CQS New City High Yield Fund Limited – Half-year Report

Highlights for the Six Months to 31 December 2017

 

·      Net asset value total return of 3.92%.

·      Ordinary share price total return of 2.70%.

·      Dividend yield of 7.1%, based on dividends at an annualised rate of 4.42 pence and a share price of 62.00 pence at 31 December 2017.

·      Ordinary share price at a premium of 5.84% to net asset value at 31 December 2017.

·      £9.0m of equity raised during the period.

 

The Company's net asset value total return was 3.92% for the six months to 31 December 2017.  The share price total return for the same period was 2.70%, the premium to net asset value at which the Company's shares trade narrowed a little to 5.8%.  The average premium over the six months to 31 December 2017 was 5.81% and over three years 3.87%.

 

It was always unlikely that last year's very strong returns would be repeated, but the markets have digested political change in the United States, Europe and the United Kingdom.  Ian Francis, your investment manager, discusses the period under review in his review.

 

The Company declared two dividends of 0.99 pence in respect of the period, an increase of 1.0% on those declared in respect of the same period last year. In the absence of unforeseen circumstances, the Board expects to follow the same pattern of dividend payments as declared in the last two years and, based on a maintained annualised rate of 4.42 pence and a share price of 60.20 pence at the time of writing, this represents a dividend yield of 7.3%.

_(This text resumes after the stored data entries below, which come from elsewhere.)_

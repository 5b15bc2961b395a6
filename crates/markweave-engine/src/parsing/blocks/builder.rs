use crate::{
    ast::{IdGenerator, NodeId, NodeIndex, NodeKind, Tree},
    parsing::{ParseOptions, inline::parse_inline, rope::span::Span},
};

use super::{
    classify::LineClass,
    kinds::{BlockQuote, CodeFence, ListMarker, MarkerMatch},
    open::{ContainerOpen, try_open_container},
    types::{ContainerFrame, LeafState, OpenContainer},
};

/// Builds a document [`Tree`] one classified line at a time.
///
/// Keeps a stack of open containers (document, block quotes, lists, list
/// items) and at most one open leaf. Each line first tries to continue the
/// open containers, then may open new ones, then feeds the leaf.
pub struct BlockBuilder<'a> {
    tree: Tree,
    ids: &'a mut dyn IdGenerator,
    options: ParseOptions,
    open: Vec<OpenContainer>,
    leaf: LeafState,
    prev_blank: bool,
}

impl<'a> BlockBuilder<'a> {
    pub fn new(options: ParseOptions, ids: &'a mut dyn IdGenerator) -> Self {
        let tree = Tree::new(ids.next_id());
        let root = OpenContainer {
            frame: ContainerFrame::Document,
            node: tree.root(),
            start: 0,
            last_line_end: 0,
        };
        Self {
            tree,
            ids,
            options,
            open: vec![root],
            leaf: LeafState::None,
            prev_blank: false,
        }
    }

    pub fn push(&mut self, c: &LineClass) {
        self.push_line(c);
        for container in &mut self.open {
            container.last_line_end = c.line.end;
        }
    }

    pub fn finish(mut self) -> Tree {
        // EOF flush
        self.close_leaf();
        while self.open.len() > 1 {
            self.close_container();
        }
        let root = &self.open[0];
        self.tree.set_span(
            root.node,
            Span {
                start: root.start,
                end: root.last_line_end,
            },
        );
        self.tree
    }

    fn push_line(&mut self, c: &LineClass) {
        let mut rest = c.text.as_str();
        let mut matched = 1;

        for container in &self.open[1..] {
            match container.frame {
                ContainerFrame::BlockQuote => match BlockQuote::strip_one(rest) {
                    Some(n) => rest = &rest[n..],
                    None => break,
                },
                ContainerFrame::ListItem { content_indent } => {
                    if c.is_blank || is_blank(rest) {
                        rest = "";
                    } else if indent_of(rest) >= content_indent {
                        rest = &rest[content_indent..];
                    } else {
                        break;
                    }
                }
                ContainerFrame::List { .. } | ContainerFrame::Document => {}
            }
            matched += 1;
        }
        let all_matched = matched == self.open.len();

        if let LeafState::Fence { sig, lines, .. } = &mut self.leaf {
            if all_matched {
                if CodeFence::closes(sig, rest) {
                    self.extend_leaf(c.line.end);
                    self.close_leaf();
                } else {
                    let strip = indent_of(rest).min(sig.indent);
                    lines.push(rest[strip..].to_string());
                    self.extend_leaf(c.line.end);
                }
                self.prev_blank = false;
                return;
            }
            // Unterminated fence ends with its container
            self.close_leaf();
        }

        let paragraph_open = matches!(self.leaf, LeafState::Paragraph { .. });
        let mut opens: Vec<ContainerOpen> = vec![];
        loop {
            let interrupting = paragraph_open && all_matched && opens.is_empty();
            match try_open_container(rest, interrupting) {
                Some(ContainerOpen::BlockQuote { consumed }) => {
                    rest = &rest[consumed..];
                    opens.push(ContainerOpen::BlockQuote { consumed });
                }
                Some(ContainerOpen::ListItem(m)) => {
                    rest = if m.empty { "" } else { &rest[m.content_indent..] };
                    opens.push(ContainerOpen::ListItem(m));
                }
                None => break,
            }
        }

        // Lazy continuation: a plain line keeps an open paragraph going even
        // when its containers did not match.
        if opens.is_empty()
            && !all_matched
            && paragraph_open
            && !is_blank(rest)
            && CodeFence::open(rest).is_none()
        {
            self.extend_paragraph(rest, c.line.end);
            self.prev_blank = false;
            return;
        }

        // A list whose item did not continue stays open only for a sibling item.
        if let ContainerFrame::List { list_type } = self.open[matched - 1].frame {
            let sibling = matches!(
                opens.first(),
                Some(ContainerOpen::ListItem(m)) if ListMarker::same_list(list_type, m.list_type)
            );
            if !sibling {
                matched -= 1;
            }
        }

        if matched < self.open.len() || !opens.is_empty() {
            self.close_leaf();
        }
        while self.open.len() > matched {
            self.close_container();
        }

        let opened_any = !opens.is_empty();
        for open in opens {
            match open {
                ContainerOpen::BlockQuote { .. } => {
                    self.note_block_start();
                    self.open_container(ContainerFrame::BlockQuote, NodeKind::BlockQuote, c);
                }
                ContainerOpen::ListItem(m) => self.open_list_item(m, c),
            }
        }

        if is_blank(rest) {
            self.close_leaf();
            self.prev_blank = !opened_any;
            return;
        }

        if let Some(sig) = CodeFence::open(rest) {
            self.close_leaf();
            self.note_block_start();
            self.leaf = LeafState::Fence {
                id: self.ids.next_id(),
                sig,
                lines: vec![],
                start: c.line.start,
                last_line_end: c.line.end,
            };
        } else if matches!(self.leaf, LeafState::Paragraph { .. }) {
            self.extend_paragraph(rest, c.line.end);
        } else {
            self.note_block_start();
            self.leaf = LeafState::Paragraph {
                id: self.ids.next_id(),
                lines: vec![rest.trim_start().to_string()],
                start: c.line.start,
                last_line_end: c.line.end,
            };
        }
        self.prev_blank = false;
    }

    fn open_list_item(&mut self, m: MarkerMatch, c: &LineClass) {
        let top = self.top();
        let reuse = matches!(
            top.frame,
            ContainerFrame::List { list_type } if ListMarker::same_list(list_type, m.list_type)
        );
        if reuse {
            if self.prev_blank {
                self.mark_loose(top.node);
            }
        } else {
            self.note_block_start();
            self.open_container(
                ContainerFrame::List {
                    list_type: m.list_type,
                },
                NodeKind::List {
                    list_type: m.list_type,
                    tight: true,
                },
                c,
            );
        }
        self.open_container(
            ContainerFrame::ListItem {
                content_indent: m.content_indent,
            },
            NodeKind::ListItem { marker: m.marker },
            c,
        );
    }

    fn open_container(&mut self, frame: ContainerFrame, kind: NodeKind, c: &LineClass) {
        let parent = self.top().node;
        let node = self.tree.append_new(parent, kind, self.ids.next_id());
        self.open.push(OpenContainer {
            frame,
            node,
            start: c.line.start,
            last_line_end: c.line.end,
        });
    }

    fn close_container(&mut self) {
        self.close_leaf();
        if let Some(container) = self.open.pop() {
            self.tree.set_span(
                container.node,
                Span {
                    start: container.start,
                    end: container.last_line_end,
                },
            );
        }
    }

    /// A block after a blank line inside a list item that already has
    /// content makes the item's list loose.
    fn note_block_start(&mut self) {
        if !self.prev_blank || self.open.len() < 2 {
            return;
        }
        let top = self.top();
        if matches!(top.frame, ContainerFrame::ListItem { .. })
            && !self.tree.children(top.node).is_empty()
        {
            let list = self.open[self.open.len() - 2].node;
            self.mark_loose(list);
        }
    }

    fn mark_loose(&mut self, list: NodeIndex) {
        if let NodeKind::List { tight, .. } = self.tree.kind_mut(list) {
            *tight = false;
        }
    }

    fn top(&self) -> OpenContainer {
        // The document frame is never popped
        self.open[self.open.len() - 1].clone()
    }

    fn extend_paragraph(&mut self, rest: &str, line_end: usize) {
        if let LeafState::Paragraph { lines, .. } = &mut self.leaf {
            lines.push(rest.trim_start().to_string());
        }
        self.extend_leaf(line_end);
    }

    fn extend_leaf(&mut self, line_end: usize) {
        match &mut self.leaf {
            LeafState::Paragraph { last_line_end, .. } | LeafState::Fence { last_line_end, .. } => {
                *last_line_end = line_end;
            }
            LeafState::None => {}
        }
    }

    fn close_leaf(&mut self) {
        let parent = self.top().node;
        match std::mem::replace(&mut self.leaf, LeafState::None) {
            LeafState::Paragraph {
                id,
                lines,
                start,
                last_line_end,
            } => {
                let para = self.append_leaf(parent, NodeKind::Paragraph, id, start, last_line_end);
                let content = lines.join("\n");
                for node in parse_inline(content.trim_end(), &self.options) {
                    node.append_to(&mut self.tree, para, &mut *self.ids);
                }
            }
            LeafState::Fence {
                id,
                sig,
                lines,
                start,
                last_line_end,
            } => {
                let literal = lines.iter().map(|l| format!("{l}\n")).collect();
                let kind = NodeKind::CodeBlock {
                    info: sig.info,
                    literal,
                };
                self.append_leaf(parent, kind, id, start, last_line_end);
            }
            LeafState::None => {}
        }
    }

    fn append_leaf(
        &mut self,
        parent: NodeIndex,
        kind: NodeKind,
        id: NodeId,
        start: usize,
        end: usize,
    ) -> NodeIndex {
        let node = self.tree.append_new(parent, kind, id);
        self.tree.set_span(node, Span { start, end });
        node
    }
}

fn is_blank(s: &str) -> bool {
    s.trim().is_empty()
}

fn indent_of(s: &str) -> usize {
    s.bytes().take_while(|b| *b == b' ').count()
}
/*!
 * # Editing Core Module
 *
 * Structural list commands issued by a block editor against a parsed
 * document [`Tree`](crate::ast::Tree).
 *
 * ## Model
 *
 * The user's cursor is a single `Caret` node somewhere inside the tree. A
 * command finds the `ListItem` enclosing the caret and rearranges the tree
 * around it:
 *
 * - **Indent** (`tab`): the item moves into a nested list under its
 *   preceding sibling
 * - **Outdent** (`stab`): the item moves out of its nested list to follow
 *   its parent item
 * - **Split** (`enter`): the item is cut in two at the caret
 *
 * Commands only relocate existing nodes. Relocated nodes keep their ids and
 * inline content; nodes a command has to synthesize (new items, new lists,
 * placeholder paragraphs) draw fresh ids from the injected
 * [`IdGenerator`](crate::ast::IdGenerator).
 *
 * ## Module Structure
 *
 * - **`commands`**: `ListCommand` and `apply_list_command`
 * - **`patch`**: `Patch` describing what a command changed
 * - **`error`**: precondition and command-name errors
 *
 * ## Usage Pattern
 *
 * ```rust
 * use markweave_engine::ast::{FixedIdGenerator, format_outline};
 * use markweave_engine::editing::{ListCommand, apply_list_command};
 * use markweave_engine::parsing::{ParseOptions, parse};
 *
 * let mut tree = parse("- foo\n- \u{2038}bar\n", &ParseOptions::default(), &mut FixedIdGenerator);
 * let patch = apply_list_command(&mut tree, ListCommand::Indent, &mut FixedIdGenerator).unwrap();
 * assert!(patch.is_applied());
 * println!("{}", format_outline(&tree, false));
 * ```
 */

pub mod commands;
pub mod error;
pub mod patch;

pub use commands::{ListCommand, apply_list_command};
pub use error::{CommandError, ParseCommandError};
pub use patch::{CommandStatus, Patch};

The Company renewed its existing £30m loan facility with Scotiabank in December 2017 at a current all-in rate of 1.47%. The new facility is on comparable terms with the one that it replaced. £28m was drawn down at 31 December 2017 and the Company had an effective gearing rate of 11.6%.

 

The market continued to attach a premium rating to the shares of your Company throughout the period under review. Taking advantage of this, the Company raised £9.0m from new and existing shareholders during the six months to 31 December 2017, selling the shares out of treasury.  A further £3.1m has been raised since the period end and a balance of 7.4m shares remain in treasury.  As well as a modest increase in net asset value from any issue of shares, existing shareholders can look to benefit from a lower ongoing charges ratio and greater liquidity in the Company's shares.

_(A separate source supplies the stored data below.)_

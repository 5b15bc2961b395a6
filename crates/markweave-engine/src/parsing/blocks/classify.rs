use crate::parsing::rope::{lines::LineRef, span::Span};

/// Columns a tab advances to when expanding leading indentation.
pub const TAB_STOP: usize = 4;

/// Classification of a single line containing only local facts.
///
/// This is phase 1 of block parsing: each line is classified independently
/// without reference to surrounding context.
#[derive(Debug, Clone)]
pub struct LineClass {
    /// Full byte span of this line in the rope.
    pub line: Span,
    /// Whether the line is blank (whitespace only).
    pub is_blank: bool,
    /// Line text without its line ending, leading tabs expanded to spaces.
    pub text: String,
}

/// Classifies individual lines for the block parsing phase.
pub struct MarkdownLineClassifier;

impl MarkdownLineClassifier {
    /// Classifies a line into a [`LineClass`] containing local facts.
    pub fn classify(&self, lr: &LineRef) -> LineClass {
        let trimmed = lr.text.trim_end_matches(['\r', '\n']);
        LineClass {
            line: lr.span,
            is_blank: trimmed.trim().is_empty(),
            text: expand_leading_tabs(trimmed),
        }
    }
}

/// Replaces tabs in the leading whitespace with spaces up to the next tab
/// stop, so indentation can be measured and sliced in bytes.
fn expand_leading_tabs(s: &str) -> String {
    let lead = s.len() - s.trim_start_matches([' ', '\t']).len();
    if !s[..lead].contains('\t') {
        return s.to_string();
    }
    let mut out = String::with_capacity(s.len() + TAB_STOP);
    for ch in s[..lead].chars() {
        if ch == '\t' {
            let pad = TAB_STOP - out.len() % TAB_STOP;
            out.push_str(&" ".repeat(pad));
        } else {
            out.push(ch);
        }
    }
    out.push_str(&s[lead..]);
    out
}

I am delighted to welcome Caroline Hitch, who joined us on 15 March 2018, to the Board. After a number of years with James Capel and Standard Chartered, Caroline worked for 24 years at HSBC, where she had an investment focus on multi asset portfolios and a strong interest in transparency and governance.  These are skills that complement and deepen the Board's resources and I am delighted that she has chosen to join us.

 

I recorded our thanks to Adrian Collins, who retired at the AGM, and welcomed John Newlands when I wrote to you in October.  The number of Directors is now six, five of whom have been appointed within the last three years.

 

I said above that markets have digested a considerable amount of political change, but it is politics that continue to give us most cause for concern. Since the period end, equity markets which had looked to a robust United States' economy and a Eurozone that continues to recover strongly have begun to see increased volatility in the face of talk of a trade war.  Bond markets, too, reflect some of the risks, with global bond yields and spreads rising.

 

Portfolio diversification remains our watchword as we look for opportunities in a world where, in the view of the Federal Reserve at least, a turning point has been reached in the interest rate cycle.